Work to complete ▸ All of the data needs to be repeated exactly.

Data ▸

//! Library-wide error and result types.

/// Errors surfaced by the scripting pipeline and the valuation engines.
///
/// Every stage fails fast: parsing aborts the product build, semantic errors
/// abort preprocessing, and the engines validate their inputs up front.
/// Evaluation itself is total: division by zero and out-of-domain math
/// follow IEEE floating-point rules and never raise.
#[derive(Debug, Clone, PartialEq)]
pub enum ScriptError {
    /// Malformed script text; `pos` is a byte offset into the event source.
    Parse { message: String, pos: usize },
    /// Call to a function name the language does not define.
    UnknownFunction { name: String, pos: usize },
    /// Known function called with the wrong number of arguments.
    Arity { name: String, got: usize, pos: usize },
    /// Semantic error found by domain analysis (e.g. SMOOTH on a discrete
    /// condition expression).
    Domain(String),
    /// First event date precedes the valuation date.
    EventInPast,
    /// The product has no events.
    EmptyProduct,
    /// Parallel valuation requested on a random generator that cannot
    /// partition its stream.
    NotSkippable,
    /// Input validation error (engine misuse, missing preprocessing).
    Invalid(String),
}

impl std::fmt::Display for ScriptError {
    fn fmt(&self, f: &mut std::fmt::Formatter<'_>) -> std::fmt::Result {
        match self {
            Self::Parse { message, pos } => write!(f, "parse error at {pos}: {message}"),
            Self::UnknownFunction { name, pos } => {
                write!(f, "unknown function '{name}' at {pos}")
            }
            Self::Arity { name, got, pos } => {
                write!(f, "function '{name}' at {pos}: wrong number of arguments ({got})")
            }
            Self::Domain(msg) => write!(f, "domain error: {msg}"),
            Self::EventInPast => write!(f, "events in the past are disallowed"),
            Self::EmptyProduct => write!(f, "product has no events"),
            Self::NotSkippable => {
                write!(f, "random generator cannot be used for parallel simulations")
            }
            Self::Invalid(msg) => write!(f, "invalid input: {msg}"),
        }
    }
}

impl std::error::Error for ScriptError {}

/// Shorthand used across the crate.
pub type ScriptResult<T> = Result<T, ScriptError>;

Task solution ▸
//! Library-wide error and result types.

/// Errors surfaced by the scripting pipeline and the valuation engines.
///
/// Every stage fails fast: parsing aborts the product build, semantic errors
/// abort preprocessing, and the engines validate their inputs up front.
/// Evaluation itself is total: division by zero and out-of-domain math
/// follow IEEE floating-point rules and never raise.
#[derive(Debug, Clone, PartialEq)]
pub enum ScriptError {
    /// Malformed script text; `pos` is a byte offset into the event source.
    Parse { message: String, pos: usize },
    /// Call to a function name the language does not define.
    UnknownFunction { name: String, pos: usize },
    /// Known function called with the wrong number of arguments.
    Arity { name: String, got: usize, pos: usize },
    /// Semantic error found by domain analysis (e.g. SMOOTH on a discrete
    /// condition expression).
    Domain(String),
    /// First event date precedes the valuation date.
    EventInPast,
    /// The product has no events.
    EmptyProduct,
    /// Parallel valuation requested on a random generator that cannot
    /// partition its stream.
    NotSkippable,
    /// Input validation error (engine misuse, missing preprocessing).
    Invalid(String),
}

impl std::fmt::Display for ScriptError {
    fn fmt(&self, f: &mut std::fmt::Formatter<'_>) -> std::fmt::Result {
        match self {
            Self::Parse { message, pos } => write!(f, "parse error at {pos}: {message}"),
            Self::UnknownFunction { name, pos } => {
                write!(f, "unknown function '{name}' at {pos}")
            }
            Self::Arity { name, got, pos } => {
                write!(f, "function '{name}' at {pos}: wrong number of arguments ({got})")
            }
            Self::Domain(msg) => write!(f, "domain error: {msg}"),
            Self::EventInPast => write!(f, "events in the past are disallowed"),
            Self::EmptyProduct => write!(f, "product has no events"),
            Self::NotSkippable => {
                write!(f, "random generator cannot be used for parallel simulations")
            }
            Self::Invalid(msg) => write!(f, "invalid input: {msg}"),
        }
    }
}

impl std::error::Error for ScriptError {}

/// Shorthand used across the crate.
pub type ScriptResult<T> = Result<T, ScriptError>;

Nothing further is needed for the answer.